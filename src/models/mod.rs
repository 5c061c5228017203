pub mod comments;
pub mod groups;
pub mod posts;
pub mod response;
pub mod users;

┄┄┄┄┄┄┄┄┄┄

→ **THE PROBLEM**:
Each record above needs to be transcribed word for word.

→ **RESULT**:
filename src/models/mod.rs
repository 5c061c5228017203
pub mod comments;
pub mod groups;
pub mod posts;
pub mod response;
pub mod users;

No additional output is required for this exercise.